Fauci warns there’s a risk rushing a coronavirus vaccine. Here’s why
Vaccines have saved millions of lives over the decades and have eradicated diseases that once swallowed communities whole.
Diseases like measles, tetanus, rotavirus and polio no longer lurk in people’s cells or environments because of the careful development of vaccines, according to the Centers for Disease Control and Prevention.
Like the CDC says, “it is always better to prevent a disease than to treat it after it occurs.”
But there’s a cost when the meticulous process of developing vaccine candidates is rushed.
Dr. Anthony Fauci —the country’s leading infectious disease expert on the White House Coronavirus Task Force— gave America a brief warning while remotely testifying before Congress Tuesday about the consequences of rushing vaccine trials.
“I must warn that there’s also the possibility of negative consequences where certain vaccines can actually enhance the negative effect of the infection,” he said. “The big unknown is efficacy.

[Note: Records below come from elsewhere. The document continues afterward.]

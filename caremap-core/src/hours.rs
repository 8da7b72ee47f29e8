//! Operating-hours text normalizer.
//!
//! Source schedules arrive as free-form, locale-inconsistent text keyed by
//! weekday ("9am-5pm, by appointment", "24/7", "9:00-17:00 and 18:00-20:00").
//! This module turns one weekly schedule map into structured per-weekday
//! open/close intervals, best-effort: anything unparseable is dropped with a
//! debug log, never an error.

use std::sync::LazyLock;

use regex::Regex;
use serde::{Deserialize, Serialize};
use serde_json::Value;
use tracing::debug;

/// One open/close slot for a weekday, 24-hour `HH:MM` times.
///
/// `slot` numbers multiple intervals on the same day, 1-based, in source
/// order. `open_time < close_time` always holds; both are zero-padded so the
/// string order matches the numeric order.
#[derive(Debug, Clone, Serialize, Deserialize, PartialEq, Eq)]
pub struct HourInterval {
    pub facility_id: String,
    /// 0 = Monday .. 6 = Sunday
    pub weekday: u8,
    pub weekday_label: String,
    pub open_time: String,
    pub close_time: String,
    pub notes: Option<String>,
    pub slot: u32,
}

const WEEKDAYS: [&str; 7] = [
    "monday",
    "tuesday",
    "wednesday",
    "thursday",
    "friday",
    "saturday",
    "sunday",
];

const WEEKDAY_LABELS: [&str; 7] = [
    "Monday",
    "Tuesday",
    "Wednesday",
    "Thursday",
    "Friday",
    "Saturday",
    "Sunday",
];

/// Schedules that mean "this day has no numeric hours".
static SKIP_PATTERNS: LazyLock<Vec<Regex>> = LazyLock::new(|| {
    [
        r"^-$",
        r"^closed$",
        r"^by appointment",
        r"^call",
        r"^contact",
        r"^n/?a$",
        r"^tbd",
        r"hours vary",
    ]
    .iter()
    .map(|p| Regex::new(p).unwrap())
    .collect()
});

static ALL_DAY_RE: LazyLock<Regex> = LazyLock::new(|| Regex::new(r"24\s*(hours?|hrs?)").unwrap());

static DASH_SPACING_RE: LazyLock<Regex> = LazyLock::new(|| Regex::new(r"\s*-\s*").unwrap());

static RANGE_RE: LazyLock<Regex> = LazyLock::new(|| {
    Regex::new(concat!(
        r"^(?P<start>\d{1,2}(?::\d{2})?\s*(?:AM|PM|am|pm)?)",
        r"-",
        r"(?P<end>\d{1,2}(?::\d{2})?\s*(?:AM|PM|am|pm)?)",
    ))
    .unwrap()
});

static MERIDIEM_RE: LazyLock<Regex> = LazyLock::new(|| Regex::new(r"(?i)(AM|PM)").unwrap());

static WHITESPACE_RE: LazyLock<Regex> = LazyLock::new(|| Regex::new(r"\s+").unwrap());

/// Normalize a weekly schedule into hour intervals.
///
/// `schedule` is either a JSON object keyed by day token (weekday name in any
/// case, or a numeric index 0-6) or a JSON array whose position is the
/// weekday, Monday first. Missing/empty input yields no intervals. Malformed
/// days, segments, and ranges are silently skipped; this never fails.
pub fn normalize_hours(facility_id: &str, schedule: Option<&Value>) -> Vec<HourInterval> {
    let mut out = Vec::new();

    let entries: Vec<(String, &Value)> = match schedule {
        Some(Value::Object(map)) => map.iter().map(|(k, v)| (k.clone(), v)).collect(),
        Some(Value::Array(items)) => items
            .iter()
            .enumerate()
            .map(|(i, v)| (i.to_string(), v))
            .collect(),
        _ => return out,
    };

    for (raw_day, raw_schedule) in entries {
        let Some(weekday) = resolve_weekday(&raw_day) else {
            debug!(facility_id, day = %raw_day, "skipping unmapped weekday token");
            continue;
        };
        let weekday_label = WEEKDAY_LABELS[weekday as usize];

        let Some(schedule_text) = coerce_text(raw_schedule) else {
            continue;
        };
        let schedule_text = schedule_text.trim().to_string();
        if schedule_text.is_empty() {
            continue;
        }

        let normalized = normalize_schedule_text(&schedule_text);
        let normalized_lower = normalized.to_lowercase();
        if normalized_lower.is_empty() {
            continue;
        }

        if SKIP_PATTERNS.iter().any(|p| p.is_match(&normalized_lower)) {
            debug!(facility_id, day = %raw_day, schedule = %schedule_text, "day not numerically schedulable");
            continue;
        }

        if normalized_lower.contains("24/7") || ALL_DAY_RE.is_match(&normalized_lower) {
            out.push(HourInterval {
                facility_id: facility_id.to_string(),
                weekday,
                weekday_label: weekday_label.to_string(),
                open_time: "00:00".to_string(),
                close_time: "23:59".to_string(),
                notes: None,
                slot: 1,
            });
            continue;
        }

        let day_segments = parse_day_segments(&normalized);
        if day_segments.is_empty() {
            debug!(facility_id, day = %raw_day, schedule = %schedule_text, "unable to parse operating hours");
            continue;
        }

        for (slot_index, (open_time, close_time)) in day_segments.into_iter().enumerate() {
            out.push(HourInterval {
                facility_id: facility_id.to_string(),
                weekday,
                weekday_label: weekday_label.to_string(),
                open_time,
                close_time,
                notes: None,
                slot: (slot_index + 1) as u32,
            });
        }
    }

    out
}

/// Map a day token onto 0-6, Monday first. Names win over numeric indexes.
fn resolve_weekday(raw_day: &str) -> Option<u8> {
    let day_key = raw_day.trim().to_lowercase();
    if let Some(idx) = WEEKDAYS.iter().position(|d| *d == day_key) {
        return Some(idx as u8);
    }
    match day_key.parse::<i64>() {
        Ok(n) if (0..=6).contains(&n) => Some(n as u8),
        _ => None,
    }
}

/// Schedule values should be strings; numbers and bools still coerce cleanly.
/// Containers and nulls have no usable text form.
fn coerce_text(value: &Value) -> Option<String> {
    match value {
        Value::String(s) => Some(s.clone()),
        Value::Number(n) => Some(n.to_string()),
        Value::Bool(b) => Some(b.to_string()),
        _ => None,
    }
}

/// Normalize common punctuation and whitespace in schedule text.
fn normalize_schedule_text(text: &str) -> String {
    let mut normalized = text.to_string();
    for (target, repl) in [
        ('\u{2013}', '-'), // en dash
        ('\u{2014}', '-'), // em dash
        ('\u{2212}', '-'), // minus sign
        ('\u{2009}', ' '), // thin space
        ('\u{200a}', ' '), // hair space
        ('\u{200b}', ' '), // zero-width space
        ('\u{00a0}', ' '), // no-break space
    ] {
        normalized = normalized.replace(target, &repl.to_string());
    }

    normalized = normalized.replace(" to ", " - ");
    let normalized = WHITESPACE_RE.replace_all(&normalized, " ");
    normalized.trim().to_string()
}

/// Split a normalized schedule into time-range segments and parse each.
/// Duplicate and inverted ranges are rejected; order is preserved.
fn parse_day_segments(normalized: &str) -> Vec<(String, String)> {
    let joined = normalized.replace(" and ", ", ");
    let mut day_segments: Vec<(String, String)> = Vec::new();

    for segment in joined.split([',', ';', '/']) {
        let segment = segment.trim();
        if segment.is_empty() {
            continue;
        }
        let Some((open_time, close_time)) = parse_hour_segment(segment) else {
            debug!(segment, "discarding unparseable segment");
            continue;
        };
        if open_time >= close_time {
            debug!(segment, "discarding inverted range");
            continue;
        }
        if day_segments.iter().any(|p| p.0 == open_time && p.1 == close_time) {
            continue;
        }
        day_segments.push((open_time, close_time));
    }

    day_segments
}

/// Parse a single `START-END` segment into 24-hour open/close times.
fn parse_hour_segment(segment: &str) -> Option<(String, String)> {
    let cleaned = DASH_SPACING_RE.replace_all(segment.trim(), "-");
    let caps = RANGE_RE.captures(&cleaned)?;

    let start_raw = caps.name("start")?.as_str().trim();
    let end_raw = caps.name("end")?.as_str().trim();

    // "9-5pm" means 9am-5pm: an unmarked start inherits the end's meridiem.
    let end_meridiem = extract_meridiem(end_raw);
    let start_meridiem = extract_meridiem(start_raw).or(end_meridiem);

    let open_time = to_24h_time(start_raw, start_meridiem)?;
    let close_time = to_24h_time(end_raw, end_meridiem)?;
    Some((open_time, close_time))
}

#[derive(Debug, Clone, Copy, PartialEq, Eq)]
enum Meridiem {
    Am,
    Pm,
}

fn extract_meridiem(time_str: &str) -> Option<Meridiem> {
    let m = MERIDIEM_RE.find(time_str)?;
    match m.as_str().to_ascii_uppercase().as_str() {
        "AM" => Some(Meridiem::Am),
        _ => Some(Meridiem::Pm),
    }
}

/// Convert a time like "9", "9:30", "5pm", "5.30 PM" into zero-padded HH:MM.
fn to_24h_time(time_str: &str, fallback_meridiem: Option<Meridiem>) -> Option<String> {
    let mut cleaned = time_str.trim().to_ascii_uppercase().replace('.', "");

    let meridiem = match extract_meridiem(&cleaned) {
        Some(m) => {
            cleaned = MERIDIEM_RE.replace_all(&cleaned, "").into_owned();
            Some(m)
        }
        None => fallback_meridiem,
    };

    let cleaned = cleaned.trim();
    if cleaned.is_empty() {
        return None;
    }

    let (hour_str, minute_str) = match cleaned.split_once(':') {
        Some((h, m)) => (h, m),
        None => (cleaned, "00"),
    };

    let mut hour: i32 = hour_str.trim().parse().ok()?;
    let minute: i32 = minute_str.trim().parse().ok()?;
    if !(0..=59).contains(&minute) {
        return None;
    }

    match meridiem {
        Some(Meridiem::Am) if hour == 12 => hour = 0,
        Some(Meridiem::Pm) if hour != 12 => hour += 12,
        _ => {}
    }

    if !(0..=23).contains(&hour) {
        return None;
    }

    Some(format!("{hour:02}:{minute:02}"))
}
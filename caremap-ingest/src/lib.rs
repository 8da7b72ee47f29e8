//! caremap-ingest: source-record transforms into the common facility schema.
//!
//! Each source module owns its raw record shape and the pure transforms that
//! produce facility, booking-channel, service-offering, hours, and
//! availability payloads for the persistence layer. Network fetching and
//! storage live outside this crate.

pub mod cortico;
pub mod pharmacy;
pub mod types;
pub mod util;
pub mod validate;

pub use types::{BookingChannel, ChannelType, Facility, ServiceOffering};
pub use validate::validate_facility;
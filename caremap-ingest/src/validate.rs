//! Pre-persistence validation for transformed facilities.

use crate::types::Facility;

/// Check a facility before upsert. Returns every violation found; an empty
/// vec means the record is good to persist. Callers log and skip invalid
/// records rather than aborting a crawl.
pub fn validate_facility(facility: &Facility) -> Vec<String> {
    let mut errors = Vec::new();

    if facility.name.is_empty() {
        errors.push("facility name is required".to_string());
    }
    if facility.slug.is_empty() {
        errors.push("facility slug is required".to_string());
    }
    if facility.facility_type.is_empty() {
        errors.push("facility type is required".to_string());
    }

    if let Some(longitude) = facility.longitude {
        if !(-180.0..=180.0).contains(&longitude) {
            errors.push("longitude must be between -180 and 180".to_string());
        }
    }
    if let Some(latitude) = facility.latitude {
        if !(-90.0..=90.0).contains(&latitude) {
            errors.push("latitude must be between -90 and 90".to_string());
        }
    }

    errors
}

#[cfg(test)]
mod tests {
    use super::*;

    fn valid_facility() -> Facility {
        Facility {
            name: "Maple Medical Clinic".to_string(),
            slug: "maple-medical-clinic".to_string(),
            facility_type: "clinic".to_string(),
            website: None,
            email: None,
            phone: None,
            address_line1: "123 Main St".to_string(),
            city: "Vancouver".to_string(),
            province: "BC".to_string(),
            country: "Canada".to_string(),
            longitude: Some(-123.1),
            latitude: Some(49.3),
            accepts_new_patients: true,
            is_bookable_online: false,
            has_telehealth: false,
            status: "active".to_string(),
        }
    }

    #[test]
    fn valid_facility_has_no_errors() {
        assert!(validate_facility(&valid_facility()).is_empty());
    }

    #[test]
    fn missing_identity_fields_each_reported() {
        let mut f = valid_facility();
        f.name.clear();
        f.slug.clear();
        f.facility_type.clear();
        let errors = validate_facility(&f);
        assert_eq!(errors.len(), 3);
    }

    #[test]
    fn out_of_range_coordinates_rejected() {
        let mut f = valid_facility();
        f.longitude = Some(-200.0);
        f.latitude = Some(95.0);
        let errors = validate_facility(&f);
        assert_eq!(errors.len(), 2);
        assert!(errors[0].contains("longitude"));
    }

    #[test]
    fn absent_coordinates_are_fine() {
        let mut f = valid_facility();
        f.longitude = None;
        f.latitude = None;
        assert!(validate_facility(&f).is_empty());
    }
}
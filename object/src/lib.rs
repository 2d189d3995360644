//! This crate contains a high-level abstraction for reading and
//! manipulating DICOM objects: an in-memory data set implementation,
//! the file meta information table, and the DICOM Part-10 file envelope
//! with configurable preamble and file meta handling, pixel data load
//! modes, and validation plumbing.
//!
//! # Examples
//!
//! Read an object from a file and fetch an attribute:
//!
//! ```no_run
//! # fn run() -> Result<(), Box<dyn std::error::Error>> {
//! use dcm_object::open_file;
//! use dcm_dictionary::tags;
//!
//! let obj = open_file("0001.dcm")?;
//! let patient_name = obj.string(tags::PATIENT_NAME)?;
//! # Ok(())
//! # }
//! ```

pub mod file;
pub mod mem;
pub mod meta;
pub mod pixeldata;
pub(crate) mod util;

pub use crate::file::{open_file, open_file_with};
pub use crate::mem::{AccessError, InMemDicomObject, InMemElement};
pub use crate::meta::{FileMetaTable, FileMetaTableBuilder};
pub use crate::pixeldata::{
    PixelDataContext, PixelDataError, PixelDataHandling, PixelDataMode, PixelSource,
};

use crate::util::SourceReader;
use dcm_core::header::Tag;
use dcm_core::uid;
use dcm_core::validation::{Issue, RuleBehavior, ValidationProfile};
use dcm_dictionary::tags;
use dcm_encoding::decode::InvalidVrStrategy;
use dcm_encoding::transfer_syntax::{deflate, entries, TransferSyntax, TransferSyntaxRegistry};
use snafu::{Backtrace, ResultExt, Snafu};
use std::io::{Read, Write};
use std::ops::{Deref, DerefMut};
use std::sync::Arc;

/// The UID of this implementation class, as carried in file meta
/// groups and association requests produced by this stack.
pub const IMPLEMENTATION_CLASS_UID: &str = "1.2.826.0.1.3680043.10.917.1";

/// The name of this implementation version
/// (16 characters or fewer).
pub const IMPLEMENTATION_VERSION_NAME: &str = "DCM-RS 0.1";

Will it be present or absent, and how durable will it be.”
The warning stems from the record-setting development of a COVID-19 vaccine.
Just 62 days after scientists started vaccine development, a promising candidate stands in a phase I trial with two doses already administered in human volunteers, Fauci told Congress from his home while quarantining after possibly being exposed to an infected White House staff member.
The vaccine was developed by the biotechnology company Moderna, Inc, a commentary in Nature said.
Drawbacks of rushing a vaccine
But history has a few stories to tell about the consequences of rushing a vaccine.
In 1955, more than 200,000 children in five states in the U.S. were injected with a polio vaccine to treat the debilitating virus that spreads through contaminated food or water, or between infected individuals, and can affect a person’s spinal cord, causing paralysis.
After what is now known as the Cutter Incident, about 200 children were left with “varying degrees of paralysis,” another 10 were killed and an estimated 40,000 polio cases arose after the process of inactivating the live virus for the vaccine proved defective, according a study in the Royal Society of Medicine and the Centers for Disease Control and Prevention.
It has come to be known as one of the worst pharmaceutical disasters in U.S. history, but it did in fact lead to a better system of regulating vaccines, the CDC said.
In the 1960s, children were again injected with a vaccine to treat respiratory syncytial virus (RSV), but instead children “developed an enhanced form of the disease, suffering high fever, bronchopneumonia, and wheezing,” an Association of American Medical Colleges article said.
Urgent vaccine needed
But unlike the polio incident which injected people with weakened portions of the virus itself, this vaccine, coined mRNA1273, for the coronavirus will try to force the body to produce its own “virus-like bits, which it will then train itself to combat,” according to Stat.
“This is very unusual,” Akiko Iwasaki, a Yale University microbiologist, told the outlet. “It reflects the urgency to develop vaccines to counter the COVID-19 pandemic.”
It’s unusual because the traditional timeline to develop a vaccine is about 15 to 20 years, Mark Feinberg, president and CEO of the International AIDS Vaccine Initiative, told Stat.
But some experts believe that’s just not possible given the current spread of the coronavirus.
Vaccine development
Typically, a vaccine is first tested on animals like mice, and then later on larger animals like pigs or cattle.
About 2.5 million animals every year will be part of vaccination testing processes to ensure the vaccine is safe and protects against a particular pathogen, and to see if it triggers side effects, according to PETA.
While mRNA1273 was not properly tested on animals, virologists with the National Institute of Allergy and Infectious Diseases told Stat in an email they tested the vaccine on mice the same day they recruited people for the trial.
“Those mice showed the same sort of immune response generated by a similar mRNA vaccine against [Middle East Respiratory Syndrome] (MERS), another coronavirus,” Stat said.
Next are clinical trials in humans that involve three separate phases that go from small groups with about a dozen people to groups with thousands, an Association of American Medical Colleges article said.
Each step along the way is heavily monitored by federal officials.
Fauci told Congress the National Institutes of Health recently launched a public-private partnership titled “Accelerating COVID-19 Therapeutic Interventions and Vaccines” to “prioritize and accelerate clinical evaluation of therapeutic candidates with near-term potential.”
“Hopefully our research efforts, together with the other public health efforts, will get us quickly to an end to this terrible ordeal that we all are going through,” he said.